Opinión

Se necesita personal

Opinión

Se necesita personal

Imaginemos que la industria automotriz alemana estuviese en manos de chambones, chapuzas, gualdrapas y aficionados al bricolaje; imaginemos que Opel, Volkswagen, Audi, Porsche, BMW, Mercedes Benz se viesen abocadas a contratar ingenieros sin título, estudiantes sin formación, ninis sin interés  y extranjeros sin papeles; imaginemos que esas mismas empresas tuviesen que poner anuncios en las vidrieras de sus factorías: “Se necesita personal”,  con la esperanza de ver aparecer por la puerta algún candidato pasable; imaginemos que se viesen impelidas a pagar en “b” ya que la mayoría de los aspirantes no quieren perder la paga que reciben del Estado justamente por no tener trabajo; imaginemos, en fin, que los alemanes desdeñasen trabajar en la industria del automóvil por ser la más común en su país y la que más mano de obra demanda.
              Pues enterémonos.
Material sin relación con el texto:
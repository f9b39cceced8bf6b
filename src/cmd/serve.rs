//! HTTP service command — `recap serve`.

use std::sync::Arc;

use anyhow::{Context, Result};
use recap::config::RecapConfig;
use recap::summary::api::AppState;
use recap::summary::server;
use tracing::info;

pub async fn cmd_serve(config: &RecapConfig) -> Result<()> {
    let runner = super::build_runner(config)?;
    let settled = runner
        .recover_interrupted()
        .await
        .context("Failed to settle jobs left by a previous run")?;
    if settled > 0 {
        info!(settled, "Marked jobs from a previous run as finished");
    }
    info!(
        model = %config.summarizer.model,
        store = %config.store.backend,
        host = %config.server.host,
        port = config.server.port,
        "Starting summary service"
    );

    let state = Arc::new(AppState { runner });
    server::start_server(&config.server, state).await
}
#![cfg(test)]
use tokio::sync::OnceCell;
use sea_orm::DatabaseConnection;
use migration::MigratorTrait;
use models::db::connect_with_config;

// Ensure migrations run only once across the entire test process
static MIGRATED: OnceCell<()> = OnceCell::const_new();

fn test_db_config() -> configs::DatabaseConfig {
    let mut cfg = configs::load_default().map(|c| c.database).unwrap_or_default();
    cfg.normalize_from_env();
    cfg.min_connections = cfg.min_connections.clamp(1, 2);
    cfg.max_connections = cfg.max_connections.max(10);
    cfg.acquire_timeout_secs = 10;
    cfg
}

/// Fresh connection to a migrated database, or `None` when database tests
/// are disabled (`SKIP_DB_TESTS`) or no URL is configured.
pub async fn get_db() -> Result<Option<DatabaseConnection>, anyhow::Error> {
    if std::env::var("SKIP_DB_TESTS").is_ok() {
        return Ok(None);
    }
    let cfg = test_db_config();
    if cfg.url.trim().is_empty() {
        return Ok(None);
    }

    MIGRATED
        .get_or_try_init(|| async {
            let db = connect_with_config(&cfg).await?;
            migration::Migrator::up(&db, None).await?;
            Ok::<(), anyhow::Error>(())
        })
        .await?;

    Ok(Some(connect_with_config(&cfg).await?))
}
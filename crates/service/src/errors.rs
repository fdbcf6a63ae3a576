use thiserror::Error;

use models::errors::ModelError;

#[derive(Debug, Error)]
pub enum ServiceError {
    #[error("validation error: {0}")]
    Validation(String),
    #[error("soda with name {0} already registered in the system")]
    AlreadyRegistered(String),
    #[error("not found: {0}")]
    NotFound(String),
    #[error("soda with id {id}: increment of {quantity} exceeds the max stock capacity")]
    StockExceeded { id: i64, quantity: i32 },
    #[error("database error: {0}")]
    Db(String),
}

impl ServiceError {
    /// Code shared by every invalid-input failure, including those raised
    /// before a request reaches the service.
    pub const VALIDATION_CODE: u16 = 1001;

    pub fn name_not_found(name: &str) -> Self { Self::NotFound(format!("soda with name {name}")) }

    pub fn id_not_found(id: i64) -> Self { Self::NotFound(format!("soda with id {id}")) }

    /// Stable numeric code for external mapping/logging
    pub fn code(&self) -> u16 {
        match self {
            ServiceError::Validation(_) => Self::VALIDATION_CODE,
            ServiceError::AlreadyRegistered(_) => 1002,
            ServiceError::NotFound(_) => 1003,
            ServiceError::StockExceeded { .. } => 1004,
            ServiceError::Db(_) => 1200,
        }
    }
}

impl From<ModelError> for ServiceError {
    fn from(e: ModelError) -> Self {
        match e {
            ModelError::Validation(msg) => ServiceError::Validation(msg),
            ModelError::Duplicate(name) => ServiceError::AlreadyRegistered(name),
            ModelError::NotFound(msg) => ServiceError::NotFound(msg),
            ModelError::Db(msg) => ServiceError::Db(msg),
        }
    }
}
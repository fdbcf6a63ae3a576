use crate::db::connect;
use crate::soda::{self, SodaType};
use sea_orm::{DatabaseConnection, EntityTrait};
use anyhow::Result;
use migration::MigratorTrait;
use uuid::Uuid;

/// Setup test database with migrations
async fn setup_test_db() -> Result<DatabaseConnection> {
    let db = connect().await?;
    migration::Migrator::up(&db, None).await?;
    Ok(db)
}

fn db_tests_disabled() -> bool {
    std::env::var("SKIP_DB_TESTS").is_ok() || std::env::var("DATABASE_URL").is_err()
}

#[tokio::test]
async fn test_soda_crud() -> Result<()> {
    if db_tests_disabled() {
        return Ok(());
    }
    let db = setup_test_db().await?;

    let name = format!("model_soda_{}", Uuid::new_v4());
    let created = soda::create(&db, &name, "Ambev", SodaType::Lager, 10, 50).await?;
    assert_eq!(created.name, name);
    assert_eq!(created.quantity, 10);

    let found = soda::find_by_name(&db, &name).await?;
    assert_eq!(found.map(|s| s.id), Some(created.id));

    let updated = soda::save(&db, soda::Model { quantity: 42, ..created.clone() }).await?;
    assert_eq!(updated.quantity, 42);
    assert_eq!(updated.max, 50);

    soda::Entity::delete_by_id(created.id).exec(&db).await?;
    assert!(soda::Entity::find_by_id(created.id).one(&db).await?.is_none());
    Ok(())
}

#[tokio::test]
async fn test_duplicate_name_rejected_by_schema() -> Result<()> {
    if db_tests_disabled() {
        return Ok(());
    }
    let db = setup_test_db().await?;

    let name = format!("model_dup_{}", Uuid::new_v4());
    let first = soda::create(&db, &name, "Ambev", SodaType::Ipa, 1, 10).await?;
    let second = soda::create(&db, &name, "Other", SodaType::Ale, 1, 10).await;
    assert!(matches!(second, Err(crate::errors::ModelError::Duplicate(n)) if n == name));

    soda::Entity::delete_by_id(first.id).exec(&db).await?;
    Ok(())
}

#[tokio::test]
async fn test_save_on_missing_row() -> Result<()> {
    if db_tests_disabled() {
        return Ok(());
    }
    let db = setup_test_db().await?;
    let ghost = soda::Model {
        id: i64::MAX,
        name: format!("ghost_{}", Uuid::new_v4()),
        brand: "Nobody".into(),
        soda_type: SodaType::Stout,
        quantity: 1,
        max: 10,
    };
    let res = soda::save(&db, ghost).await;
    assert!(matches!(res, Err(crate::errors::ModelError::NotFound(_))));
    Ok(())
}
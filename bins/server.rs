use common::utils::logging::{init_logging, LogFormat};
use configs::AppConfig;
use dotenvy::dotenv;
use tracing::{error, info, warn};
use uuid::Uuid;

fn log_format(cfg: Option<&AppConfig>) -> LogFormat {
    cfg.map(|c| c.log.format.clone())
        .or_else(|| std::env::var("LOG_FORMAT").ok())
        .and_then(|f| f.parse().ok())
        .unwrap_or_default()
}

fn main() -> std::process::ExitCode {
    // .env first so RUST_LOG, DATABASE_URL and friends apply
    dotenv().ok();

    let file_cfg = AppConfig::load_and_validate();
    init_logging(log_format(file_cfg.as_ref().ok()));
    info!(service = "server", event = "logger_init", "tracing subscriber initialized");

    let cfg = match file_cfg {
        Ok(cfg) => cfg,
        Err(file_err) => match AppConfig::from_env() {
            Ok(cfg) => {
                warn!(service = "server", event = "config_fallback", error = %file_err, "config file unusable, using environment");
                cfg
            }
            Err(e) => {
                error!(service = "server", event = "config_invalid", file_error = %file_err, error = %e, "no usable configuration");
                return std::process::ExitCode::FAILURE;
            }
        },
    };

    let service_id = Uuid::new_v4();
    let pid = std::process::id();
    let version = env!("CARGO_PKG_VERSION");

    std::panic::set_hook(Box::new(move |info| {
        error!(
            service = "server",
            event = "panic",
            %service_id,
            pid,
            message = %info,
            "unhandled panic occurred"
        );
    }));

    let worker_threads = cfg.server.worker_threads;
    let mut builder = tokio::runtime::Builder::new_multi_thread();
    builder.enable_all();
    if let Some(w) = worker_threads { builder.worker_threads(w); }

    let rt = match builder.build() {
        Ok(rt) => rt,
        Err(e) => {
            error!(service = "server", event = "runtime_build_failed", error = %e, "failed to build tokio runtime");
            return std::process::ExitCode::FAILURE;
        }
    };

    info!(
        service = "server",
        event = "start",
        %service_id,
        pid,
        version,
        threads = worker_threads.unwrap_or_default(),
        "soda stock service starting"
    );

    match rt.block_on(server::run(cfg)) {
        Ok(()) => {
            info!(service = "server", event = "stop", %service_id, pid, "server stopped normally");
            std::process::ExitCode::SUCCESS
        }
        Err(e) => {
            error!(service = "server", event = "run_failed", error = %e, "server::run returned error");
            std::process::ExitCode::FAILURE
        }
    }
}
use sea_orm::{entity::prelude::*, DatabaseConnection, IntoActiveModel, NotSet, Set, SqlErr};
use serde::{Deserialize, Serialize};

use crate::errors;

pub const NAME_MAX_LEN: usize = 200;
pub const BRAND_MAX_LEN: usize = 200;
pub const MAX_STOCK_CEILING: i32 = 500;
pub const QUANTITY_CEILING: i32 = 100;

/// Beverage category. Stored and serialized as the upper-case name.
#[derive(Copy, Clone, Debug, PartialEq, Eq, Hash, EnumIter, DeriveActiveEnum, Serialize, Deserialize)]
#[sea_orm(rs_type = "String", db_type = "String(StringLen::N(16))")]
#[serde(rename_all = "UPPERCASE")]
pub enum SodaType {
    #[sea_orm(string_value = "LAGER")]
    Lager,
    #[sea_orm(string_value = "MALZBIER")]
    Malzbier,
    #[sea_orm(string_value = "WITBIER")]
    Witbier,
    #[sea_orm(string_value = "WEISS")]
    Weiss,
    #[sea_orm(string_value = "ALE")]
    Ale,
    #[sea_orm(string_value = "IPA")]
    Ipa,
    #[sea_orm(string_value = "STOUT")]
    Stout,
}

#[derive(Clone, Debug, PartialEq, Eq, DeriveEntityModel, Serialize, Deserialize)]
#[sea_orm(table_name = "soda")]
pub struct Model {
    #[sea_orm(primary_key)]
    pub id: i64,
    #[sea_orm(unique)]
    pub name: String,
    pub brand: String,
    pub soda_type: SodaType,
    pub quantity: i32,
    pub max: i32,
}

#[derive(Copy, Clone, Debug, EnumIter)]
pub enum Relation {}

impl RelationTrait for Relation {
    fn def(&self) -> RelationDef { match *self {} }
}

impl ActiveModelBehavior for ActiveModel {}

fn validate_label(field: &str, value: &str, max_len: usize) -> Result<(), errors::ModelError> {
    let len = value.trim().chars().count();
    if len == 0 {
        return Err(errors::ModelError::Validation(format!("{field} required")));
    }
    if len > max_len {
        return Err(errors::ModelError::Validation(format!("{field} longer than {max_len} characters")));
    }
    Ok(())
}

pub fn validate_name(name: &str) -> Result<(), errors::ModelError> {
    validate_label("name", name, NAME_MAX_LEN)
}

pub fn validate_brand(brand: &str) -> Result<(), errors::ModelError> {
    validate_label("brand", brand, BRAND_MAX_LEN)
}

/// Creation-time stock rules: `max` in `1..=500`, `quantity` in `0..=100`,
/// and [`check_bounds`].
pub fn validate_stock(quantity: i32, max: i32) -> Result<(), errors::ModelError> {
    if !(1..=MAX_STOCK_CEILING).contains(&max) {
        return Err(errors::ModelError::Validation(format!("max must be within 1..={MAX_STOCK_CEILING}")));
    }
    if !(0..=QUANTITY_CEILING).contains(&quantity) {
        return Err(errors::ModelError::Validation(format!("quantity must be within 0..={QUANTITY_CEILING}")));
    }
    check_bounds(quantity, max)
}

/// `0 <= quantity <= max`, which every stored row satisfies.
pub fn check_bounds(quantity: i32, max: i32) -> Result<(), errors::ModelError> {
    if quantity < 0 || quantity > max {
        return Err(errors::ModelError::Validation(format!("quantity {quantity} outside 0..={max}")));
    }
    Ok(())
}

pub fn validate_increment(amount: i32) -> Result<(), errors::ModelError> {
    if amount < 1 {
        return Err(errors::ModelError::Validation("increment quantity must be a positive integer".into()));
    }
    Ok(())
}

pub async fn create(
    db: &DatabaseConnection,
    name: &str,
    brand: &str,
    soda_type: SodaType,
    quantity: i32,
    max: i32,
) -> Result<Model, errors::ModelError> {
    validate_name(name)?;
    validate_brand(brand)?;
    validate_stock(quantity, max)?;
    let am = ActiveModel {
        id: NotSet,
        name: Set(name.to_string()),
        brand: Set(brand.to_string()),
        soda_type: Set(soda_type),
        quantity: Set(quantity),
        max: Set(max),
    };
    // unique index on name; a racing create lands here
    am.insert(db).await.map_err(|e| match e.sql_err() {
        Some(SqlErr::UniqueConstraintViolation(_)) => errors::ModelError::Duplicate(name.to_string()),
        _ => errors::ModelError::Db(e.to_string()),
    })
}

pub async fn find_by_name(db: &DatabaseConnection, name: &str) -> Result<Option<Model>, errors::ModelError> {
    Entity::find()
        .filter(Column::Name.eq(name))
        .one(db)
        .await
        .map_err(|e| errors::ModelError::Db(e.to_string()))
}

/// Write every column of an existing row back to the table.
pub async fn save(db: &DatabaseConnection, model: Model) -> Result<Model, errors::ModelError> {
    check_bounds(model.quantity, model.max)?;
    let id = model.id;
    model
        .into_active_model()
        .reset_all()
        .update(db)
        .await
        .map_err(|e| match e {
            DbErr::RecordNotUpdated => errors::ModelError::NotFound(format!("soda {id}")),
            other => errors::ModelError::Db(other.to_string()),
        })
}

#[cfg(test)]
mod tests {
    use super::*;

    #[test]
    fn blank_or_oversized_labels_are_rejected() {
        assert!(validate_name("Guarana").is_ok());
        assert!(validate_name("   ").is_err());
        assert!(validate_brand("").is_err());
        assert!(validate_brand(&"b".repeat(BRAND_MAX_LEN + 1)).is_err());
        assert!(validate_name(&"n".repeat(NAME_MAX_LEN)).is_ok());
    }

    #[test]
    fn stock_bounds() {
        assert!(validate_stock(10, 50).is_ok());
        assert!(validate_stock(0, 1).is_ok());
        assert!(validate_stock(50, 50).is_ok());
        assert!(validate_stock(51, 50).is_err());
        assert!(validate_stock(-1, 50).is_err());
        assert!(validate_stock(10, 0).is_err());
        assert!(validate_stock(10, MAX_STOCK_CEILING + 1).is_err());
        assert!(validate_stock(QUANTITY_CEILING + 1, MAX_STOCK_CEILING).is_err());
    }

    #[test]
    fn stored_bounds_allow_quantities_above_creation_ceiling() {
        assert!(check_bounds(QUANTITY_CEILING + 50, MAX_STOCK_CEILING).is_ok());
        assert!(check_bounds(51, 50).is_err());
        assert!(check_bounds(-1, 50).is_err());
    }

    #[test]
    fn increment_amount_must_be_positive() {
        assert!(validate_increment(1).is_ok());
        assert!(validate_increment(400).is_ok());
        assert!(validate_increment(0).is_err());
        assert!(validate_increment(-5).is_err());
    }

    #[test]
    fn soda_type_uses_upper_case_wire_names() -> Result<(), serde_json::Error> {
        assert_eq!(serde_json::to_string(&SodaType::Ipa)?, "\"IPA\"");
        let parsed: SodaType = serde_json::from_str("\"MALZBIER\"")?;
        assert_eq!(parsed, SodaType::Malzbier);
        assert!(serde_json::from_str::<SodaType>("\"lemonade\"").is_err());
        Ok(())
    }
}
Enterémonos de que en España la industria por antonomasia del país, el Turismo, que factura más de 100 mil millones de euros al año, está en manos de aficionados, chapuzas, chambones, cuñados y carreta vasos; enterémonos de que resulta imposible contratar personal cualificado ya que para encontrar un camarero, un cocinero, un metre aceptable hay que ofrecerle un responsorio a San Antonio patrono de las cosas perdidas, o una rogativa a san Judas Tadeo que lo es de las causas imposibles (ahora en los bares, ya pasan de San Pancracios); enterémonos de que la mayoría de los chiringuitos, cafeterías,  restaurantes y hoteles de este país funcionan porque sus propietarios trabajan 16 horas diarias, 365 días al año : limpian, sirven, compran, reponen, llevan las cuentas, cubren las bajas,  y en los veranos y fechas especiales recurren a sus padres, hijos, mascotas y deudos hasta la tercera generación; enterémonos de que la peña (formada o sin formar) tiene a menos currar de camareta a pesar de cobrar 1.150 pavos por 35 horas semanales de trabajo, sin exigírsele ni la ESO, ni idiomas, ni buena presencia, ni siquiera saber llevar una bandeja, ni por supuesto carnet de conducir.  
Y, de una puñetera vez, enterémonos de que la competencia más desleal que tiene la industria más señera de España son los holgazanes que, en connivencia con los gobiernos (valga la redundancia), perciben una paga de 430 euros por tocarse la seta, o la ventosa, y gimotear que no encuentran curro  “de lo suyo”. Bastaría con suspender las ayudas y subsidios por desempleo los meses de mayo, junio, julio, agosto y septiembre -aprovechando el cambio climático-, y España sería el país con menos paro de Europa.